Carla accosts a Yankee fan who makes fun of Sam's drinking problem ("No wonder you couldn't throw strikes - you saw three batters up there!"). He threates to sue Sam for the bar if he doesn't fire Carla. Carla takes anger management classes to convince the fan that she's changed.
There's a classic scene at the start where, after watching the Sox lose to the Yanks on TV, Carla stands up on a bar stool and gives a speach about how she's giving up on being a Red Sox fan. Only she's give the same speach so many times, that everyone in the bar says it along with her. I would've loved to see Cheers during the 2003 and 2004 playoffs...
"Pitch It Again, Sam"
The Yankees are holding "Dutch Kincaid Day," and Dutch wants Sam to pitch to him at Yankee Stadium when he's honored so he can take him deep yet again. Sam obliges, but before he pitches, a little kid approaches him in the dugout and guilts him into letting his grandfather hit one out. Sam gets Dutch into an 0-2 count, but serves up a meatball on the next pitch which Dutch hits out.
Turns out the kid was hired by Dutch's agent, who didn't want Dutch to embarass himself in front of his home crowd. Furious that Sam would lay down for him, Dutch goes back to Cheers and challenges Sam again once he learns the truth.
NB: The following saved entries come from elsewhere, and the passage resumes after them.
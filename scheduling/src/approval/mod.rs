//! Approval workflow for showtime requests and theatre-owner registrations.
//!
//! Both request kinds follow the same lifecycle:
//!
//! ```text
//!            approve
//! Pending ────────────▶ Approved
//!    │
//!    └────────────────▶ Rejected(reason)
//!            reject
//! ```
//!
//! Leaving `Pending` is a compare-and-set in the store, so two approvers
//! racing on one request see exactly one winner. Showtime approvals also
//! re-check the current ledger; an overlap approved since submission makes
//! the request stale and leaves it pending.
//!
//! [`ApprovalWorkflow`] is the entry point. Each call runs one command through
//! its reducer on a [`Driver`] and returns the session's outcome.

pub mod registration;
pub mod showtime;

use crate::config::SchedulingConfig;
use crate::conflict::ConflictDetector;
use crate::error::ApprovalError;
use chrono::{NaiveDate, NaiveTime};
use marquee_core::catalog::MovieCatalog;
use marquee_core::environment::Clock;
use marquee_core::ledger::ShowtimeLedger;
use marquee_core::notify::{DecisionNotice, Notification, Notifier};
use marquee_core::registration::RegistrationStore;
use marquee_core::types::{
    ConflictResult, OwnerProfile, OwnerRegistrationRequest, RegistrationId, RequestId,
    RequestStatus, Role, ScreenId, ShowtimeProposal, ShowtimeRequest, UserId,
};
use marquee_runtime::metrics::ApprovalMetrics;
use marquee_runtime::Driver;
use registration::{
    RegistrationAction, RegistrationEnvironment, RegistrationReducer, RegistrationResult,
    RegistrationState,
};
use showtime::{
    ShowtimeApprovalAction, ShowtimeApprovalEnvironment, ShowtimeApprovalReducer,
    ShowtimeApprovalState, ShowtimeOutcome,
};
use std::sync::Arc;

/// Decision an approver is applying
#[derive(Clone, Debug, PartialEq, Eq)]
pub enum Decision {
    /// Approve the request
    Approve {
        /// Approver
        approver: UserId,
    },
    /// Reject the request
    Reject {
        /// Approver
        approver: UserId,
        /// Non-empty reason
        reason: String,
    },
}

/// Returned when a showtime request is created
#[derive(Clone, Debug, PartialEq, Eq)]
pub struct SubmissionReceipt {
    /// Id of the pending request
    pub request_id: RequestId,
    /// Soft conflict with other pending requests, if any
    pub advisory: Option<ConflictResult>,
}

/// Notice for a decided status; `None` while pending.
pub(crate) fn notice_for(status: &RequestStatus) -> Option<DecisionNotice> {
    match status {
        RequestStatus::Pending => None,
        RequestStatus::Approved(_) => Some(DecisionNotice::Approved),
        RequestStatus::Rejected(rejection) => Some(DecisionNotice::Rejected {
            reason: rejection.reason.clone(),
        }),
    }
}

/// Deliver a decision notice. Failures are logged and counted, never returned.
pub(crate) async fn notify_submitter(notifier: &dyn Notifier, notification: Notification) {
    let recipient = notification.recipient;
    if let Err(error) = notifier.notify(notification).await {
        ApprovalMetrics::record_notification_failure();
        tracing::warn!(%recipient, %error, "Failed to notify submitter");
    }
}

/// Collaborators the workflow is wired to
#[derive(Clone)]
pub struct ApprovalDependencies {
    /// Showtime ledger
    pub ledger: Arc<dyn ShowtimeLedger>,
    /// Owner registrations and roles
    pub registrations: Arc<dyn RegistrationStore>,
    /// Submitter notifications
    pub notifier: Arc<dyn Notifier>,
    /// Movie titles and runtimes
    pub catalog: Arc<dyn MovieCatalog>,
    /// Time source
    pub clock: Arc<dyn Clock>,
}

/// Entry point for submitting and deciding requests.
///
/// Stateless between calls; share it behind an `Arc` and call it from as many
/// sessions as needed.
pub struct ApprovalWorkflow {
    showtimes: Driver<ShowtimeApprovalReducer>,
    registrations: Driver<RegistrationReducer>,
    catalog: Arc<dyn MovieCatalog>,
    clock: Arc<dyn Clock>,
}

impl ApprovalWorkflow {
    /// Wire a workflow to its collaborators
    #[must_use]
    pub fn new(deps: ApprovalDependencies, config: SchedulingConfig) -> Self {
        let config = Arc::new(config);
        let max_steps = config.max_feedback_steps;

        let showtime_env = ShowtimeApprovalEnvironment::new(
            deps.ledger,
            Arc::clone(&deps.notifier),
            Arc::clone(&deps.clock),
            Arc::clone(&config),
        );
        let registration_env = RegistrationEnvironment {
            store: deps.registrations,
            notifier: deps.notifier,
            clock: Arc::clone(&deps.clock),
            retry: config.commit_retry_policy(),
        };

        Self {
            showtimes: Driver::new(ShowtimeApprovalReducer::new(), showtime_env)
                .with_max_steps(max_steps),
            registrations: Driver::new(RegistrationReducer::new(), registration_env)
                .with_max_steps(max_steps),
            catalog: deps.catalog,
            clock: deps.clock,
        }
    }

    /// Detector reading the same ledger as the workflow
    #[must_use]
    pub fn detector(&self) -> &ConflictDetector {
        &self.showtimes.environment().detector
    }

    // ========================================================================
    // Showtime requests
    // ========================================================================

    /// Check a proposed showtime against the current ledger.
    ///
    /// # Errors
    ///
    /// Returns [`ApprovalError::StoreFailure`] if the ledger cannot be read.
    pub async fn check_conflict(
        &self,
        screen_id: ScreenId,
        date: NaiveDate,
        start_time: NaiveTime,
        duration_minutes: u32,
    ) -> Result<ConflictResult, ApprovalError> {
        Ok(self
            .detector()
            .check_conflict(screen_id, date, start_time, duration_minutes)
            .await?)
    }

    /// Candidate slots still open for a showtime of this length.
    ///
    /// # Errors
    ///
    /// Returns [`ApprovalError::StoreFailure`] if the ledger cannot be read.
    pub async fn free_slots(
        &self,
        screen_id: ScreenId,
        date: NaiveDate,
        duration_minutes: u32,
    ) -> Result<Vec<NaiveTime>, ApprovalError> {
        Ok(self.detector().free_slots(screen_id, date, duration_minutes).await?)
    }

    /// Resolve the movie, check for conflicts and submit in one call.
    ///
    /// # Errors
    ///
    /// - [`ApprovalError::Catalog`] if the movie cannot be resolved
    /// - [`ApprovalError::HardConflict`] if an approved showtime overlaps
    /// - [`ApprovalError::StoreFailure`] if the ledger keeps failing
    #[tracing::instrument(skip(self, proposal), fields(screen = %proposal.screen_id, date = %proposal.date))]
    pub async fn propose(&self, proposal: ShowtimeProposal) -> Result<SubmissionReceipt, ApprovalError> {
        let movie = self.catalog.movie_details(proposal.movie_id).await?;
        let conflict = self
            .check_conflict(
                proposal.screen_id,
                proposal.date,
                proposal.start_time,
                movie.runtime_minutes,
            )
            .await?;
        let request = ShowtimeRequest::pending(
            proposal,
            movie.title,
            movie.runtime_minutes,
            self.clock.now(),
        );
        self.submit(request, &conflict).await
    }

    /// Create a pending request from a check the caller just ran.
    ///
    /// The check is trusted here and repeated at approval time.
    ///
    /// # Errors
    ///
    /// - [`ApprovalError::HardConflict`] if `conflict` reports one
    /// - [`ApprovalError::InvalidTransition`] if `request` is not pending
    /// - [`ApprovalError::StoreFailure`] if the ledger keeps failing
    #[tracing::instrument(skip(self, request, conflict), fields(request = %request.id))]
    pub async fn submit(
        &self,
        request: ShowtimeRequest,
        conflict: &ConflictResult,
    ) -> Result<SubmissionReceipt, ApprovalError> {
        let action = ShowtimeApprovalAction::Submit {
            request,
            conflict: conflict.clone(),
        };
        match self.drive_showtime(action).await? {
            ShowtimeOutcome::Submitted(receipt) => Ok(receipt),
            ShowtimeOutcome::Decided(_) => Err(ApprovalError::Incomplete),
        }
    }

    /// Approve a pending showtime request and publish it.
    ///
    /// # Errors
    ///
    /// - [`ApprovalError::StaleRequest`] if an overlapping showtime was
    ///   approved since submission; the request stays pending
    /// - [`ApprovalError::InvalidTransition`] if the request was already decided
    /// - [`ApprovalError::RequestNotFound`] for an unknown id
    /// - [`ApprovalError::StoreFailure`] if the ledger keeps failing
    #[tracing::instrument(skip(self))]
    pub async fn approve(
        &self,
        request_id: RequestId,
        approver: UserId,
    ) -> Result<ShowtimeRequest, ApprovalError> {
        self.decide_showtime(ShowtimeApprovalAction::Approve {
            request_id,
            approver,
        })
        .await
    }

    /// Reject a pending showtime request.
    ///
    /// # Errors
    ///
    /// - [`ApprovalError::EmptyRejectionReason`] for a blank reason
    /// - [`ApprovalError::InvalidTransition`] if the request was already decided
    /// - [`ApprovalError::RequestNotFound`] for an unknown id
    /// - [`ApprovalError::StoreFailure`] if the ledger keeps failing
    #[tracing::instrument(skip(self, reason))]
    pub async fn reject(
        &self,
        request_id: RequestId,
        approver: UserId,
        reason: impl Into<String>,
    ) -> Result<ShowtimeRequest, ApprovalError> {
        self.decide_showtime(ShowtimeApprovalAction::Reject {
            request_id,
            approver,
            reason: reason.into(),
        })
        .await
    }

    /// Pending showtime requests, oldest first.
    ///
    /// # Errors
    ///
    /// Returns [`ApprovalError::StoreFailure`] if the ledger cannot be read.
    #[tracing::instrument(skip(self))]
    pub async fn pending_showtime_requests(&self) -> Result<Vec<ShowtimeRequest>, ApprovalError> {
        Ok(self.showtimes.environment().ledger.list_pending_requests().await?)
    }

    async fn decide_showtime(
        &self,
        action: ShowtimeApprovalAction,
    ) -> Result<ShowtimeRequest, ApprovalError> {
        match self.drive_showtime(action).await? {
            ShowtimeOutcome::Decided(request) => Ok(request),
            ShowtimeOutcome::Submitted(_) => Err(ApprovalError::Incomplete),
        }
    }

    async fn drive_showtime(
        &self,
        action: ShowtimeApprovalAction,
    ) -> Result<ShowtimeOutcome, ApprovalError> {
        let mut state = ShowtimeApprovalState::default();
        self.showtimes.run(&mut state, action).await?;
        state.outcome.unwrap_or(Err(ApprovalError::Incomplete))
    }

    // ========================================================================
    // Owner registrations
    // ========================================================================

    /// Ask to become a theatre owner.
    ///
    /// # Errors
    ///
    /// Returns [`ApprovalError::StoreFailure`] if the store keeps failing.
    #[tracing::instrument(skip(self, profile), fields(business = %profile.business_name))]
    pub async fn submit_registration(
        &self,
        submitted_by: UserId,
        profile: OwnerProfile,
    ) -> Result<RegistrationId, ApprovalError> {
        let registration = OwnerRegistrationRequest::pending(submitted_by, profile, self.clock.now());
        match self
            .drive_registration(RegistrationAction::Submit { registration })
            .await?
        {
            RegistrationResult::Submitted(id) => Ok(id),
            RegistrationResult::Decided(_) => Err(ApprovalError::Incomplete),
        }
    }

    /// Approve a registration; the submitter becomes a theatre owner.
    ///
    /// # Errors
    ///
    /// - [`ApprovalError::InvalidTransition`] if already decided
    /// - [`ApprovalError::RequestNotFound`] for an unknown id
    /// - [`ApprovalError::StoreFailure`] if the store keeps failing
    #[tracing::instrument(skip(self))]
    pub async fn approve_registration(
        &self,
        registration_id: RegistrationId,
        approver: UserId,
    ) -> Result<OwnerRegistrationRequest, ApprovalError> {
        self.decide_registration(RegistrationAction::Approve {
            registration_id,
            approver,
        })
        .await
    }

    /// Reject a registration.
    ///
    /// # Errors
    ///
    /// - [`ApprovalError::EmptyRejectionReason`] for a blank reason
    /// - [`ApprovalError::InvalidTransition`] if already decided
    /// - [`ApprovalError::RequestNotFound`] for an unknown id
    /// - [`ApprovalError::StoreFailure`] if the store keeps failing
    #[tracing::instrument(skip(self, reason))]
    pub async fn reject_registration(
        &self,
        registration_id: RegistrationId,
        approver: UserId,
        reason: impl Into<String>,
    ) -> Result<OwnerRegistrationRequest, ApprovalError> {
        self.decide_registration(RegistrationAction::Reject {
            registration_id,
            approver,
            reason: reason.into(),
        })
        .await
    }

    /// Pending registrations, oldest first.
    ///
    /// # Errors
    ///
    /// Returns [`ApprovalError::StoreFailure`] if the store cannot be read.
    #[tracing::instrument(skip(self))]
    pub async fn pending_registrations(&self) -> Result<Vec<OwnerRegistrationRequest>, ApprovalError> {
        Ok(self
            .registrations
            .environment()
            .store
            .list_pending_registrations()
            .await?)
    }

    /// Current role of a user.
    ///
    /// # Errors
    ///
    /// Returns [`ApprovalError::StoreFailure`] if the store cannot be read.
    pub async fn role_of(&self, user_id: UserId) -> Result<Role, ApprovalError> {
        Ok(self.registrations.environment().store.role_of(user_id).await?)
    }

    async fn decide_registration(
        &self,
        action: RegistrationAction,
    ) -> Result<OwnerRegistrationRequest, ApprovalError> {
        match self.drive_registration(action).await? {
            RegistrationResult::Decided(registration) => Ok(registration),
            RegistrationResult::Submitted(_) => Err(ApprovalError::Incomplete),
        }
    }

    async fn drive_registration(
        &self,
        action: RegistrationAction,
    ) -> Result<RegistrationResult, ApprovalError> {
        let mut state = RegistrationState::default();
        self.registrations.run(&mut state, action).await?;
        state.outcome.unwrap_or(Err(ApprovalError::Incomplete))
    }
}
They go out onto Boston Common where Dutch hits shot after shot off of Sam while the gang tries to cheer him on.
There was also another episode where Sam attempted a comeback and played in the minor leagues for a while before realizing that he was too old for it. Mildly depressing.
Also, I think my favorite line from the "cotton uniform" episode of Seinfeld was when George gave some hitting advice to Danny Tartabul. Later on, when he pitches the cotton idea to Buck Showalter, he asks how it's going and he says "Pretty good... although all of a sudden there's a problem with Tartabul's swing..."
The scene with George teaching hitting in the batting cage (with Jeter and Bernie) was from the one where he gave up sex and suddenly became smart (reading books at the diner and everything - I often wonder if this approach would work for Ross...).
And, of course, there's the one where George is trying to get fired by the Yankees so he can take a better job with the Mets, wearing an old Babe Ruth uniform around the office and dragging a world series trophy behind his car.
And (one more...), the one where the team officials from the Astros come up and George has to show them around, leading to him calling everyone a bastard and a son of a bitch.